RECORDS TO PROCESS Block Start

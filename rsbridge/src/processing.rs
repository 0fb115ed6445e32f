//! Processing blocks.
use std::cell::RefCell;
use std::fmt;

use rsbridge_sys::{kind, ProcessingBlockKind};

use crate::error::{Error, Result};
use crate::frame::{Frame, Transfer};
use crate::frame_queue::{FrameQueue, QueueHandle};
use crate::host::Host;
use crate::resource::Resource;

/// A frame filter. Output goes to the [`FrameQueue`] given to [`start`](ProcessingBlock::start).
pub struct ProcessingBlock {
    resource: Resource<kind::ProcessingBlock>,
    // Released after the block, which writes into it.
    output: RefCell<Option<QueueHandle>>,
    kind: ProcessingBlockKind,
}

impl ProcessingBlock {
    pub fn new(host: &Host, kind: ProcessingBlockKind) -> Self {
        Self {
            resource: Resource::create(host, |sdk, error| {
                sdk.create_processing_block(kind, error)
            }),
            output: RefCell::new(None),
            kind,
        }
    }

    /// Turns depth frames into RGB frames.
    pub fn colorizer(host: &Host) -> Self {
        Self::new(host, ProcessingBlockKind::Colorizer)
    }

    /// Halves the resolution of video frames.
    pub fn decimation_filter(host: &Host) -> Self {
        Self::new(host, ProcessingBlockKind::DecimationFilter)
    }

    #[inline]
    pub fn kind(&self) -> ProcessingBlockKind {
        self.kind
    }

    /// Sends every processed frame to `queue`.
    ///
    /// The block keeps the native queue alive until it is destroyed or started on another queue.
    pub fn start(&self, queue: &FrameQueue) -> Result<()> {
        let handle = queue.attach()?;
        let output = handle.raw().ok_or(Error::Destroyed)?;
        self.resource
            .fetch(|sdk, raw, error| sdk.start_processing_queue(raw, output, error))?;
        self.output.replace(Some(handle));
        Ok(())
    }

    /// Processes `frame`.
    ///
    /// The reference handed over is consumed by the SDK even when processing fails.
    pub fn process(&self, frame: &Frame, transfer: Transfer) -> Result<()> {
        let block = self.resource.raw().ok_or(Error::Destroyed)?;
        let owned = frame.hand_off(transfer)?;
        let frame = owned.take();
        Ok(self
            .resource
            .native(|sdk, error| sdk.process_frame(block, frame, error))?)
    }

    pub fn destroy(&self) {
        self.resource.destroy();
        self.output.replace(None);
    }

    #[inline]
    pub fn is_destroyed(&self) -> bool {
        self.resource.is_empty()
    }
}

impl fmt::Debug for ProcessingBlock {
    fn fmt(&self, f: &mut fmt::Formatter<'_>) -> fmt::Result {
        f.debug_struct("ProcessingBlock")
            .field("handle", &self.resource)
            .field("kind", &self.kind)
            .finish()
    }
}
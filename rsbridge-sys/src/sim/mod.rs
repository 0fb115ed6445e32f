//! An in-process [`Sdk`] with simulated devices.
//!
//! Every handle is an address into one object table guarded by a single lock. Callbacks are
//! always invoked from threads the simulator spawns, never from the caller's thread, and never
//! while the lock is held.

mod state;

#[cfg(test)]
mod tests;

use std::sync::atomic::{AtomicBool, AtomicUsize, Ordering};
use std::sync::{Arc, Weak};
use std::thread;
use std::time::{Duration, Instant};

use log::{error, info, warn};
use parking_lot::{Condvar, Mutex};

pub use state::{DeviceSpec, FrameSpec, NotificationSpec, ObjectKind, SensorSpec};
use state::{
    ActivePipeline, Fault, Object, PipelineState, QueueState, SensorKey, SensorState, SimFrame,
    SimResult, State, Streamer,
};

use crate::{
    CameraInfo, DevicesChangedCallback, ErrorOut, ExceptionType, Extension, FrameCallback,
    FrameMetadata, Format, LogCallback, LogSeverity, NotificationCategory, NotificationsCallback,
    ProcessingBlockKind, Raw, RawContext, RawDevice, RawDeviceList, RawError, RawFrame,
    RawFrameQueue, RawNotification, RawPipeline, RawPipelineProfile, RawProcessingBlock,
    RawSensor, RawSensorList, RawStreamProfile, RawStreamProfileList, Sdk, Stream, StreamProfileData, TimestampDomain,
};

struct Inner {
    state: Mutex<State>,
    frame_ready: Condvar,
}

impl Drop for Inner {
    fn drop(&mut self) {
        let state = self.state.get_mut();
        let mut streamers: Vec<_> = state
            .sensors
            .values_mut()
            .filter_map(|sensor| sensor.streamer.take())
            .collect();
        streamers.extend(state.objects.values_mut().filter_map(|object| match object {
            Object::Pipeline(pipeline) => pipeline.streamer.take(),
            _ => None,
        }));
        for streamer in streamers {
            halt(Some(streamer));
        }
    }
}

/// A simulated SDK. Clones share the same devices and handles.
#[derive(Clone)]
pub struct SimSdk {
    inner: Arc<Inner>,
}

impl Default for SimSdk {
    fn default() -> Self {
        Self::new()
    }
}
//! Frame sets: one frame per stream, captured together.
use std::cell::Cell;
use std::fmt;

use log::debug;
use rsbridge_sys::{self as ffi, kind, Stream, StreamProfileData};

use crate::frame::Frame;
use crate::handle::Owned;
use crate::host::Host;
use crate::resource::Resource;

/// A slot for a composite frame, as handed out by a [`Pipeline`](crate::pipeline::Pipeline).
///
/// Like [`Frame`], a `FrameSet` is a stable object whose content is swapped on every wait.
pub struct FrameSet {
    resource: Resource<kind::Frame>,
    size: Cell<usize>,
}

impl FrameSet {
    /// Creates an empty frame set.
    pub fn new(host: &Host) -> Self {
        Self {
            resource: Resource::new(host, None),
            size: Cell::new(0),
        }
    }

    pub(crate) fn from_owned(host: &Host, frame: Owned<kind::Frame>) -> Self {
        let this = Self::new(host);
        this.replace(Some(frame));
        this
    }

    /// Releases the current set, if any, and installs `frame` in its place.
    ///
    /// A frame that is not a frame set is released and leaves this set empty.
    pub fn replace(&self, frame: Option<Owned<kind::Frame>>) {
        self.resource.destroy();
        self.size.set(0);
        let Some(frame) = frame else {
            return;
        };

        let raw = frame.borrow();
        let composite = self.resource.native(|sdk, error| {
            sdk.is_frame_extendable_to(raw, ffi::Extension::CompositeFrame, error)
        });
        if composite != Ok(true) {
            debug!("{raw:?} is not a frame set, releasing it");
            return;
        }
        let Ok(count) = self
            .resource
            .native(|sdk, error| sdk.embedded_frames_count(raw, error))
        else {
            return;
        };
        self.resource.replace(Some(frame));
        self.size.set(count.max(0) as usize);
    }

    /// Releases the set. Safe to call any number of times.
    pub fn destroy(&self) {
        self.replace(None);
    }

    #[inline]
    pub fn is_empty(&self) -> bool {
        self.resource.is_empty()
    }

    /// Number of frames in the set, zero when empty.
    #[inline]
    pub fn size(&self) -> usize {
        self.size.get()
    }

    #[inline]
    pub fn host(&self) -> &Host {
        self.resource.host()
    }

    /// The frame of `stream`. A `stream_index` of zero matches any index of that stream, and
    /// [`Stream::Any`] gives the first frame.
    pub fn frame(&self, stream: Stream, stream_index: i32) -> Option<Frame> {
        let frame = self.find(stream, stream_index)?;
        Some(Frame::from_owned(self.host(), frame))
    }

    /// Like [`frame`](Self::frame), but installs the frame into `target`.
    ///
    /// Returns whether a frame was found; `target` is left alone otherwise.
    pub fn replace_frame(&self, stream: Stream, stream_index: i32, target: &Frame) -> bool {
        match self.find(stream, stream_index) {
            Some(frame) => {
                target.replace(Some(frame));
                true
            }
            None => false,
        }
    }

    /// The stream of the frame at `index`.
    pub fn index_to_stream(&self, index: usize) -> Option<Stream> {
        let frame = self.extract(index)?;
        Some(self.profile_of(&frame)?.stream)
    }

    /// The stream index of the frame at `index`.
    pub fn index_to_stream_index(&self, index: usize) -> Option<i32> {
        let frame = self.extract(index)?;
        Some(self.profile_of(&frame)?.index)
    }

    fn find(&self, stream: Stream, stream_index: i32) -> Option<Owned<kind::Frame>> {
        if stream == Stream::Any {
            return self.extract(0);
        }
        (0..self.size()).find_map(|index| {
            let frame = self.extract(index)?;
            let profile = self.profile_of(&frame)?;
            let matches =
                profile.stream == stream && (stream_index == 0 || profile.index == stream_index);
            // Frames that do not match are released here.
            matches.then_some(frame)
        })
    }

    /// A new reference to the frame at `index`.
    fn extract(&self, index: usize) -> Option<Owned<kind::Frame>> {
        if index >= self.size() {
            return None;
        }
        let index = i32::try_from(index).ok()?;
        let raw = self
            .resource
            .query(|sdk, raw, error| sdk.extract_frame(raw, index, error))
            .flatten()?;
        // SAFETY: the SDK returns a new frame reference owned by the caller.
        Some(unsafe { Owned::from_raw(self.host().api(), raw) })
    }

    fn profile_of(&self, frame: &Owned<kind::Frame>) -> Option<StreamProfileData> {
        let raw = self
            .resource
            .native(|sdk, error| sdk.frame_stream_profile(frame.borrow(), error))
            .ok()
            .flatten()?;
        // SAFETY: the SDK returns a new profile handle owned by the caller.
        let profile = unsafe { Owned::from_raw(self.host().api(), raw) };
        self.resource
            .native(|sdk, error| sdk.stream_profile_data(profile.borrow(), error))
            .ok()
            .flatten()
    }
}

impl fmt::Debug for FrameSet {
    fn fmt(&self, f: &mut fmt::Formatter<'_>) -> fmt::Result {
        f.debug_struct("FrameSet")
            .field("handle", &self.resource)
            .field("size", &self.size())
            .finish()
    }
}
//! Errors and the native error side-channel.
//!
//! Every native call made on the consumer thread goes through
//! [`Host::native_result`](crate::Host), which resets the last error, runs the call and analyzes
//! the error token it produced. The last error is then available from [`Host::error`].
//!
//! [`Host::error`]: crate::Host::error
use std::cell::RefCell;
use std::rc::Rc;
use std::result;

use log::warn;
use rsbridge_sys::{self as ffi, kind, ExceptionType, RawError};
use thiserror::Error;

use crate::api::Api;
use crate::handle::Owned;


/// An error reported by the SDK.
#[derive(Error, Debug, Clone, PartialEq, Eq)]
#[error("{function} failed: {description}")]
pub struct NativeError {
    recoverable: bool,
    description: String,
    function: String,
    exception: ExceptionType,
}

impl NativeError {
    /// Reads everything out of an error token. The token stays live.
    pub(crate) fn from_token(sdk: &dyn ffi::Sdk, token: RawError) -> Self {
        let exception = sdk.exception_type(token);
        Self {
            recoverable: is_recoverable(exception),
            description: sdk.error_message(token),
            function: sdk.failed_function(token),
            exception,
        }
    }

    /// Whether the call can be retried with different arguments or in a different order.
    #[inline]
    pub fn is_recoverable(&self) -> bool {
        self.recoverable
    }

    #[inline]
    pub fn description(&self) -> &str {
        &self.description
    }

    /// Name of the SDK function that failed.
    #[inline]
    pub fn native_function(&self) -> &str {
        &self.function
    }

    #[inline]
    pub fn exception_type(&self) -> ExceptionType {
        self.exception
    }
}

/// Invalid arguments, calls made out of order and missing features are recoverable.
/// Everything else means the device or the SDK is in trouble.
pub const fn is_recoverable(exception: ExceptionType) -> bool {
    matches!(
        exception,
        ExceptionType::InvalidValue
            | ExceptionType::WrongApiCallSequence
            | ExceptionType::NotImplemented
    )
}

/// Runs a native call on an SDK thread.
///
/// The side-channel belongs to the consumer thread and is left alone: an error token is logged
/// and freed on the spot, and the call's default value is returned.
pub(crate) fn off_thread_call<R>(
    api: &Api,
    f: impl FnOnce(&dyn ffi::Sdk, ffi::ErrorOut<'_>) -> R,
) -> R {
    let mut token = None;
    let value = f(api.sdk(), &mut token);
    if let Some(token) = token {
        // SAFETY: the SDK hands ownership of error tokens to the caller.
        let token = unsafe { Owned::from_raw(api, token) };
        let error = NativeError::from_token(api.sdk(), token.borrow());
        warn!("{error} (on an SDK thread)");
    }
    value
}

/// The error type for operations on host objects.
#[derive(Error, Debug, Clone, PartialEq, Eq)]
pub enum Error {
    #[error("The object has been destroyed")]
    Destroyed,
    #[error(transparent)]
    Native(#[from] NativeError),
    #[error("The SDK returned no {0}")]
    Unavailable(&'static str),
}

/// A specialized `Result` type for operations on host objects.
pub type Result<T> = result::Result<T, Error>;

pub(crate) type ErrorCallback = Rc<dyn Fn(&NativeError)>;

/// The last error seen on the consumer thread, plus the host's error callback.
pub(crate) struct ErrorChannel {
    current: RefCell<Option<NativeError>>,
    callback: RefCell<Option<ErrorCallback>>,
    log: bool,
}

impl ErrorChannel {
    pub(crate) fn new(log: bool) -> Self {
        Self {
            current: RefCell::new(None),
            callback: RefCell::new(None),
            log,
        }
    }

    #[inline]
    pub(crate) fn reset(&self) {
        self.current.replace(None);
    }

    /// Records the error behind `token` and fires the callback.
    ///
    /// No borrow is held while the callback runs, so it may make native calls of its own.
    pub(crate) fn analyze(&self, sdk: &dyn ffi::Sdk, token: RawError) -> NativeError {
        let error = NativeError::from_token(sdk, token);
        if self.log {
            warn!("{error}");
        }
        self.current.replace(Some(error.clone()));

        let callback = self.callback.borrow().clone();
        if let Some(callback) = callback {
            callback(&error);
        }
        error
    }

    pub(crate) fn current(&self) -> Option<NativeError> {
        self.current.borrow().clone()
    }

    pub(crate) fn set_callback(&self, callback: ErrorCallback) {
        self.callback.replace(Some(callback));
    }

    pub(crate) fn clear_callback(&self) {
        self.callback.replace(None);
    }
}

/// The error token of the last failed call made through one host object.
#[derive(Default)]
pub(crate) struct ErrorSlot(RefCell<Option<Owned<kind::Error>>>);

impl ErrorSlot {
    /// Frees the previous token, if any, and keeps `token`.
    pub(crate) fn store(&self, token: Owned<kind::Error>) {
        let previous = self.0.replace(Some(token));
        drop(previous);
    }

    /// Frees the stored token.
    pub(crate) fn clear(&self) {
        let previous = self.0.take();
        drop(previous);
    }
}
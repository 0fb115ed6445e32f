//! Opaque native handles.

use std::fmt;
use std::hash::{Hash, Hasher};
use std::marker::PhantomData;
use std::num::NonZeroUsize;

/// An opaque, pointer-sized token owned by the SDK.
///
/// `K` is one of the uninhabited markers in [`kind`] and only exists to keep handles of different
/// kinds apart at compile time. A `Raw` carries no ownership: whoever holds it must know whether
/// it is responsible for releasing it.
#[repr(transparent)]
pub struct Raw<K> {
    addr: NonZeroUsize,
    _kind: PhantomData<fn() -> K>,
}

impl<K> Raw<K> {
    /// Wraps an address returned by the SDK. Returns `None` for the null handle.
    #[inline]
    pub const fn from_addr(addr: usize) -> Option<Self> {
        match NonZeroUsize::new(addr) {
            Some(addr) => Some(Self {
                addr,
                _kind: PhantomData,
            }),
            None => None,
        }
    }

    /// Returns the underlying address.
    #[inline]
    pub const fn addr(self) -> usize {
        self.addr.get()
    }
}

impl<K> Clone for Raw<K> {
    #[inline]
    fn clone(&self) -> Self {
        *self
    }
}

impl<K> Copy for Raw<K> {}

impl<K> PartialEq for Raw<K> {
    #[inline]
    fn eq(&self, other: &Self) -> bool {
        self.addr == other.addr
    }
}

impl<K> Eq for Raw<K> {}

impl<K> Hash for Raw<K> {
    #[inline]
    fn hash<H: Hasher>(&self, state: &mut H) {
        self.addr.hash(state)
    }
}

impl<K> fmt::Debug for Raw<K> {
    fn fmt(&self, f: &mut fmt::Formatter<'_>) -> fmt::Result {
        write!(f, "Raw({:#x})", self.addr)
    }
}

/// Handle kind markers.
pub mod kind {
    pub enum Context {}
    pub enum DeviceList {}
    pub enum Device {}
    pub enum SensorList {}
    pub enum Sensor {}
    pub enum StreamProfileList {}
    pub enum StreamProfile {}
    pub enum Frame {}
    pub enum FrameQueue {}
    pub enum ProcessingBlock {}
    pub enum Pipeline {}
    pub enum PipelineProfile {}
    /// Only valid for the duration of a notification callback.
    pub enum Notification {}
    pub enum Error {}
}

pub type RawContext = Raw<kind::Context>;
pub type RawDeviceList = Raw<kind::DeviceList>;
pub type RawDevice = Raw<kind::Device>;
pub type RawSensorList = Raw<kind::SensorList>;
pub type RawSensor = Raw<kind::Sensor>;
pub type RawStreamProfileList = Raw<kind::StreamProfileList>;
pub type RawStreamProfile = Raw<kind::StreamProfile>;
pub type RawFrame = Raw<kind::Frame>;
pub type RawFrameQueue = Raw<kind::FrameQueue>;
pub type RawProcessingBlock = Raw<kind::ProcessingBlock>;
pub type RawPipeline = Raw<kind::Pipeline>;
pub type RawPipelineProfile = Raw<kind::PipelineProfile>;
pub type RawNotification = Raw<kind::Notification>;
pub type RawError = Raw<kind::Error>;

/// The error out-parameter every fallible SDK call takes.
///
/// The SDK writes a freshly allocated error token into it on failure. The token must be freed with
/// [`Sdk::free_error`](crate::Sdk::free_error).
pub type ErrorOut<'a> = &'a mut Option<RawError>;
//! A safe binding of a depth-camera SDK for single-threaded host runtimes.
//!
//! The SDK calls back from its own worker threads. Host code may only run on one thread, the one
//! owning the [`Host`]. Callbacks registered through this crate never run host code on an SDK
//! thread: they take ownership of what the SDK handed them and post an event to the host's relay,
//! and [`Host::dispatch`] runs it later on the consumer thread.
//!
//! Every native handle is owned by exactly one value and released exactly once, whether through
//! `destroy`, by being replaced, or on drop.
//!
//! ```no_run
//! use rsbridge::prelude::*;
//! use rsbridge::ffi::sim::SimSdk;
//!
//! let host = Host::new(SimSdk::new());
//! let context = Context::new(&host);
//! context
//!     .on_devices_changed(|event| println!("{} added", event.added.len().unwrap_or(0)))
//!     .unwrap();
//! loop {
//!     host.dispatch();
//! }
//! ```
pub extern crate rsbridge_sys;
pub use rsbridge_sys as ffi;

mod api;
pub mod bridge;
mod config;
pub mod context;
pub mod device;
pub mod error;
pub mod frame;
pub mod frame_queue;
pub mod frame_set;
pub mod function;
pub mod handle;
pub mod host;
pub mod log;
pub mod notification;
pub mod pipeline;
pub mod processing;
mod producer;
mod resource;
pub mod sensor;
pub mod stream_profile;

pub use api::Api;
pub use config::{HostConfig, HostFlags};
pub use error::{Error, NativeError, Result};
pub use host::Host;
pub use producer::ProducerState;

pub mod prelude {
    //! The rsbridge prelude.
    //!
    //! Contains the types you most likely want to import anyway.
    pub use super::{
        context::{Context, DevicesChanged},
        device::{Device, DeviceList},
        frame::{Frame, Transfer},
        frame_queue::FrameQueue,
        frame_set::FrameSet,
        notification::Notification,
        pipeline::{Pipeline, PipelineProfile},
        processing::ProcessingBlock,
        sensor::Sensor,
        stream_profile::StreamProfile,
        Host, HostConfig,
    };
}
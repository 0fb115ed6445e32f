//! The native handle slot shared by every host object.
use std::cell::RefCell;
use std::fmt;

use rsbridge_sys::{self as ffi, ErrorOut, Raw};

use crate::error::{Error, ErrorSlot, NativeError, Result};
use crate::handle::{HandleKind, Owned};
use crate::host::Host;

/// Zero or one owned handle of kind `K`, plus the error token of the last failed call made
/// through it.
///
/// Cleanup (free the error token, release the handle, leave the slot empty) runs from
/// [`destroy`](Resource::destroy), [`replace`](Resource::replace) and `Drop`, and does nothing
/// when the slot is already empty.
pub(crate) struct Resource<K: HandleKind> {
    host: Host,
    handle: RefCell<Option<Owned<K>>>,
    error: ErrorSlot,
}

impl<K: HandleKind> Resource<K> {
    pub(crate) fn new(host: &Host, handle: Option<Owned<K>>) -> Self {
        Self {
            host: host.clone(),
            handle: RefCell::new(handle),
            error: ErrorSlot::default(),
        }
    }

    /// Creates the handle with a native call. The slot stays empty if the call fails.
    pub(crate) fn create(
        host: &Host,
        f: impl FnOnce(&dyn ffi::Sdk, ErrorOut<'_>) -> Option<Raw<K>>,
    ) -> Self {
        let resource = Self::new(host, None);
        if let Ok(Some(raw)) = resource.native(f) {
            // SAFETY: create calls hand ownership of the new handle to the caller.
            let owned = unsafe { Owned::from_raw(host.api(), raw) };
            resource.handle.replace(Some(owned));
        }
        resource
    }

    #[inline]
    pub(crate) fn host(&self) -> &Host {
        &self.host
    }

    /// Copies the handle out, if there is one.
    ///
    /// Callers copy before calling into the SDK, so an error callback that destroys this object
    /// mid-call never finds the slot borrowed.
    #[inline]
    pub(crate) fn raw(&self) -> Option<Raw<K>> {
        self.handle.borrow().as_ref().map(Owned::borrow)
    }

    #[inline]
    pub(crate) fn is_empty(&self) -> bool {
        self.handle.borrow().is_none()
    }

    /// Runs a native call that does not involve the handle, using this object's error slot.
    pub(crate) fn native<R>(
        &self,
        f: impl FnOnce(&dyn ffi::Sdk, ErrorOut<'_>) -> R,
    ) -> std::result::Result<R, NativeError> {
        self.host.native_result(Some(&self.error), f)
    }

    /// A query that may legitimately come back empty: destroyed objects and failed calls give
    /// `None`, with details in [`Host::error`].
    pub(crate) fn query<R>(
        &self,
        f: impl FnOnce(&dyn ffi::Sdk, Raw<K>, ErrorOut<'_>) -> R,
    ) -> Option<R> {
        let raw = self.raw()?;
        self.native(|sdk, error| f(sdk, raw, error)).ok()
    }

    /// A query or command that must succeed on a live object.
    pub(crate) fn fetch<R>(
        &self,
        f: impl FnOnce(&dyn ffi::Sdk, Raw<K>, ErrorOut<'_>) -> R,
    ) -> Result<R> {
        let raw = self.raw().ok_or(Error::Destroyed)?;
        Ok(self.native(|sdk, error| f(sdk, raw, error))?)
    }

    /// Runs cleanup on the current handle, then installs `handle`.
    pub(crate) fn replace(&self, handle: Option<Owned<K>>) {
        self.destroy();
        self.handle.replace(handle);
    }

    /// Moves the handle out, leaving the slot empty.
    pub(crate) fn take(&self) -> Option<Owned<K>> {
        self.error.clear();
        self.handle.take()
    }

    pub(crate) fn destroy(&self) {
        self.error.clear();
        let handle = self.handle.take();
        drop(handle);
    }
}

impl<K: HandleKind> Drop for Resource<K> {
    fn drop(&mut self) {
        self.destroy();
    }
}

impl<K: HandleKind> fmt::Debug for Resource<K> {
    fn fmt(&self, f: &mut fmt::Formatter<'_>) -> fmt::Result {
        match self.raw() {
            Some(raw) => write!(f, "{}({:#x})", K::NAME, raw.addr()),
            None => write!(f, "{}(destroyed)", K::NAME),
        }
    }
}
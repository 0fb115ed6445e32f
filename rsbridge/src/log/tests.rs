#[cfg(test)]
mod tests {
    use std::sync::{Arc, Mutex};

    use rsbridge_sys::sim::SimSdk;
    use rsbridge_sys::ExceptionType;

    use crate::log::*;
    use crate::Error;

    type Lines = Arc<Mutex<Vec<(LogSeverity, String)>>>;

    struct Recorder(Lines);

    impl LogHandler for Recorder {
        fn handle(&self, severity: LogSeverity, message: &str) {
            self.0.lock().unwrap().push((severity, message.to_owned()));
        }
    }

    #[test]
    fn test_log_to_callback_respects_threshold() {
        let _ = env_logger::builder().is_test(true).try_init();
        let sim = SimSdk::new();
        let host = Host::new(sim.clone());
        let lines = Lines::default();

        host.log_to_callback(LogSeverity::Warn, Box::new(Recorder(lines.clone())))
            .unwrap();
        sim.log(LogSeverity::Info, "quiet");
        sim.log(LogSeverity::Warn, "temperature high");
        sim.log(LogSeverity::Fatal, "device lost");

        assert_eq!(
            *lines.lock().unwrap(),
            [
                (LogSeverity::Warn, "temperature high".to_owned()),
                (LogSeverity::Fatal, "device lost".to_owned()),
            ]
        );
    }

    #[test]
    fn test_log_to_rust_replaces_the_handler() {
        let _ = env_logger::builder().is_test(true).try_init();
        let sim = SimSdk::new();
        let host = Host::new(sim.clone());
        let lines = Lines::default();

        host.log_to_callback(LogSeverity::Debug, Box::new(Recorder(lines.clone())))
            .unwrap();
        host.log_to_rust(LogSeverity::Debug).unwrap();
        sim.log(LogSeverity::Error, "to the log crate");
        assert!(lines.lock().unwrap().is_empty());
    }

    #[test]
    fn test_failed_registration() {
        let _ = env_logger::builder().is_test(true).try_init();
        let sim = SimSdk::new();
        let host = Host::new(sim.clone());

        sim.fail_next("log_to_callback", ExceptionType::NotImplemented, "no logger");
        assert!(matches!(
            host.log_to_rust(LogSeverity::Info),
            Err(Error::Native(_))
        ));
        assert_eq!(host.error().unwrap().native_function(), "log_to_callback");
    }
}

RECORDS TO PROCESS Block End

§ PROBLEM DETAILS:
In the entries above, tally the lines containing the word "unsafe" and return only the tally.

§ FINISHED EXERCISE:
4